START MATERIAL FOR THE TASK
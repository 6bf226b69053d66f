use bulletproofs::ProofError;

/// 承诺与范围证明适配层的错误。
#[derive(Debug, thiserror::Error)]
pub enum Error {
    /// 金额与承诺数量不一致。
    #[error("got {amounts} amounts for {commitments} commitments")]
    LengthMismatch { amounts: usize, commitments: usize },

    /// 聚合数量须为 1 到 16 之间的 2 的幂。
    #[error("cannot aggregate {count} values, expected a power of two up to {max}")]
    InvalidAggregation { count: usize, max: usize },

    /// 按金额与盲化因子重算的承诺与给定承诺不符。
    #[error("commitment {index} does not open to the given amount")]
    OpeningMismatch { index: usize },

    /// 证明未携带承诺，无法校验。
    #[error("proof carries no commitments")]
    MissingCommitments,

    #[error("encoded {what} of {found} exceeds the limit of {limit}")]
    TooLarge {
        what: &'static str,
        found: usize,
        limit: usize,
    },

    #[error("bulletproofs failure: {0:?}")]
    Proof(ProofError),

    #[error(transparent)]
    Io(#[from] std::io::Error),
}
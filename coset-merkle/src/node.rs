use crate::NodeHasher;

/// 树中的一个已提交负载及其缓存摘要。
#[derive(Debug, Clone, PartialEq, Eq)]
pub struct Leaf<T> {
    pub payload: T,
    pub hash: Vec<u8>,
}

/// Merkle 树节点。
///
/// 无子节点即为叶子节点。落单节点与自身合并时只挂在 `left`，`right` 为空。
#[derive(Debug, Clone, PartialEq, Eq)]
pub struct Node {
    pub hash: Vec<u8>,
    pub left: Option<Box<Node>>,
    pub right: Option<Box<Node>>,
}

impl Node {
    /// 创建叶子节点。
    #[must_use]
    pub fn leaf(hash: Vec<u8>) -> Self {
        Self {
            hash,
            left: None,
            right: None,
        }
    }

    /// 由一对子节点构造父节点；`right` 缺失时左节点与自身合并。
    pub(crate) fn parent<H: NodeHasher>(
        left: Node,
        right: Option<Node>,
    ) -> Result<Self, H::Error> {
        let hash = match &right {
            Some(right) => H::combine(&left.hash, &right.hash)?,
            None => H::combine(&left.hash, &left.hash)?,
        };

        Ok(Self {
            hash,
            left: Some(Box::new(left)),
            right: right.map(Box::new),
        })
    }

    /// 判断是否为叶子节点。
    #[must_use]
    pub fn is_leaf(&self) -> bool {
        self.left.is_none() && self.right.is_none()
    }

    /// 逐层自底向上构建，返回唯一的顶层节点。
    ///
    /// 每层相邻节点两两合并，奇数层的末尾节点与自身合并；
    /// 叶子层至少合并一次，因此单叶子树的根为 `combine(leaf, leaf)`。
    /// `level` 为空时返回 `None`。
    pub(crate) fn build<H: NodeHasher>(
        mut level: Vec<Node>,
    ) -> Result<Option<Self>, H::Error> {
        if level.is_empty() {
            return Ok(None);
        }

        loop {
            let mut parents = Vec::with_capacity(level.len().div_ceil(2));
            let mut nodes = level.into_iter();

            while let Some(left) = nodes.next() {
                parents.push(Self::parent::<H>(left, nodes.next())?);
            }

            if parents.len() == 1 {
                return Ok(parents.pop());
            }
            level = parents;
        }
    }

    /// 依次返回左、右子节点。
    pub fn children(&self) -> impl Iterator<Item = &Node> {
        self.left.as_deref().into_iter().chain(self.right.as_deref())
    }

    /// 按层（自顶向下、从左到右）收集节点引用。
    pub(crate) fn levels(&self) -> Vec<Vec<&Node>> {
        let mut levels = Vec::new();
        let mut current = vec![self];

        while !current.is_empty() {
            let next: Vec<&Node> =
                current.iter().copied().flat_map(Node::children).collect();
            levels.push(current);
            current = next;
        }

        levels
    }
}
/// 字节哈希与熵源辅助函数的错误。
#[derive(Debug, thiserror::Error)]
pub enum Error {
    /// 随机源未能填满请求的字节数。
    #[error("error generating {requested} bytes of entropy: {source}")]
    Entropy {
        requested: u32,
        #[source]
        source: rand_core::Error,
    },
}
use thiserror::Error;

/// Errors from a single page request.
#[derive(Debug, Error)]
pub enum FetchError {
    /// Network or TLS failure from the underlying HTTP client.
    #[error("transport error: {0}")]
    Transport(#[from] reqwest::Error),

    #[error("unexpected HTTP status {status} from {url}")]
    HttpStatus { status: u16, url: String },

    /// The body is not JSON or does not match the page envelope.
    #[error("JSON deserialization error for {context}: {source}")]
    Decode {
        context: String,
        #[source]
        source: serde_json::Error,
    },

    #[error("invalid URL \"{url}\": {reason}")]
    InvalidUrl { url: String, reason: String },
}

/// Errors that end a cursor walk.
#[derive(Debug, Error)]
pub enum WalkError {
    /// The first page could not be fetched; nothing was ingested.
    #[error("first page failed: {0}")]
    FirstPage(#[source] FetchError),

    /// A later page failed after retries; earlier pages were delivered.
    ///
    /// `records_delivered` counts raw records handed out by the walker. How
    /// many of them were stored is up to the consumer.
    #[error("page {page} failed after {records_delivered} records were delivered: {source}")]
    PartialIngestion {
        page: usize,
        records_delivered: u64,
        #[source]
        source: FetchError,
    },

    #[error("pagination limit reached: exceeded {max_pages} pages")]
    PageLimit { max_pages: usize },
}

/// Errors mapping one raw record into a listing.
#[derive(Debug, Clone, PartialEq, Eq, Error)]
pub enum NormalizationError {
    #[error("record is not a JSON object")]
    NotAnObject,

    #[error("record has no usable id (no id field and no detailUrl)")]
    MissingId,

    #[error("field \"{field}\" has the wrong type: expected {expected}")]
    InvalidField {
        field: &'static str,
        expected: &'static str,
    },
}
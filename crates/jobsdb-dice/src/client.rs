//! HTTP client for the Dice job-search API.
//!
//! One call to [`DiceClient::fetch_page`] is one GET and one envelope decode.
//! Retries and pagination live in [`crate::walker`].

use std::time::Duration;

use jobsdb_core::SourceQuery;
use reqwest::{Client, Url};

use crate::error::FetchError;
use crate::types::Envelope;

pub struct DiceClient {
    client: Client,
    base_url: Url,
}

impl DiceClient {
    /// Creates a client for the search endpoint at `base_url`
    /// (e.g. `http://service.dice.com/api/rest/jobsearch/v1/simple.json`, or a
    /// wiremock server URI in tests).
    ///
    /// # Errors
    ///
    /// Returns [`FetchError::Transport`] if the underlying `reqwest::Client`
    /// cannot be constructed, or [`FetchError::InvalidUrl`] if `base_url` does
    /// not parse.
    pub fn new(base_url: &str, timeout_secs: u64, user_agent: &str) -> Result<Self, FetchError> {
        let client = Client::builder()
            .timeout(Duration::from_secs(timeout_secs))
            .connect_timeout(Duration::from_secs(10))
            .user_agent(user_agent)
            .build()?;

        let base_url = Url::parse(base_url).map_err(|e| FetchError::InvalidUrl {
            url: base_url.to_owned(),
            reason: e.to_string(),
        })?;

        Ok(Self { client, base_url })
    }

    /// Builds `<base>?text=<text>&city=<city>` with percent-encoded values.
    #[must_use]
    pub fn first_page_url(&self, query: &SourceQuery) -> Url {
        let mut url = self.base_url.clone();
        url.query_pairs_mut()
            .append_pair("text", &query.text)
            .append_pair("city", &query.city);
        url
    }

    /// Resolves a `nextUrl` from an envelope against the base URL.
    ///
    /// Dice returns a path relative to the service origin; absolute URLs are
    /// accepted unchanged.
    ///
    /// # Errors
    ///
    /// Returns [`FetchError::InvalidUrl`] if the value cannot be joined.
    pub fn resolve(&self, next_url: &str) -> Result<Url, FetchError> {
        self.base_url
            .join(next_url)
            .map_err(|e| FetchError::InvalidUrl {
                url: next_url.to_owned(),
                reason: e.to_string(),
            })
    }

    /// Performs one GET against `url` and decodes the page envelope.
    ///
    /// # Errors
    ///
    /// - [`FetchError::Transport`] on network failure.
    /// - [`FetchError::HttpStatus`] on any non-2xx status.
    /// - [`FetchError::Decode`] if the body is not a valid envelope.
    pub async fn fetch_page(&self, url: &Url) -> Result<Envelope, FetchError> {
        let response = self
            .client
            .get(url.clone())
            .header(reqwest::header::ACCEPT, "application/json")
            .send()
            .await?;

        let status = response.status();
        if !status.is_success() {
            return Err(FetchError::HttpStatus {
                status: status.as_u16(),
                url: url.to_string(),
            });
        }

        let body = response.text().await?;
        serde_json::from_str::<Envelope>(&body).map_err(|e| FetchError::Decode {
            context: url.to_string(),
            source: e,
        })
    }
}

#[cfg(test)]
#[path = "client_test.rs"]
mod tests;
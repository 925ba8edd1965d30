pub mod client;
pub mod error;
pub mod normalize;
pub mod retry;
pub mod types;
pub mod walker;

pub use client::DiceClient;
pub use error::{FetchError, NormalizationError, WalkError};
pub use normalize::normalize_listing;
pub use retry::RetryPolicy;
pub use types::Envelope;
pub use walker::{CursorWalker, Page, PageCursor, WalkOptions};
END MATERIAL FOR THE TASK
**REQUIRED ACTION:**
Copy all lines from the data above that contain the word "failed".

**RESPONSE TO THE EXERCISE:**
    #[error("first page failed: {0}")]
    /// A later page failed after retries; earlier pages were delivered.
    #[error("page {page} failed after {records_delivered} records were delivered: {source}")]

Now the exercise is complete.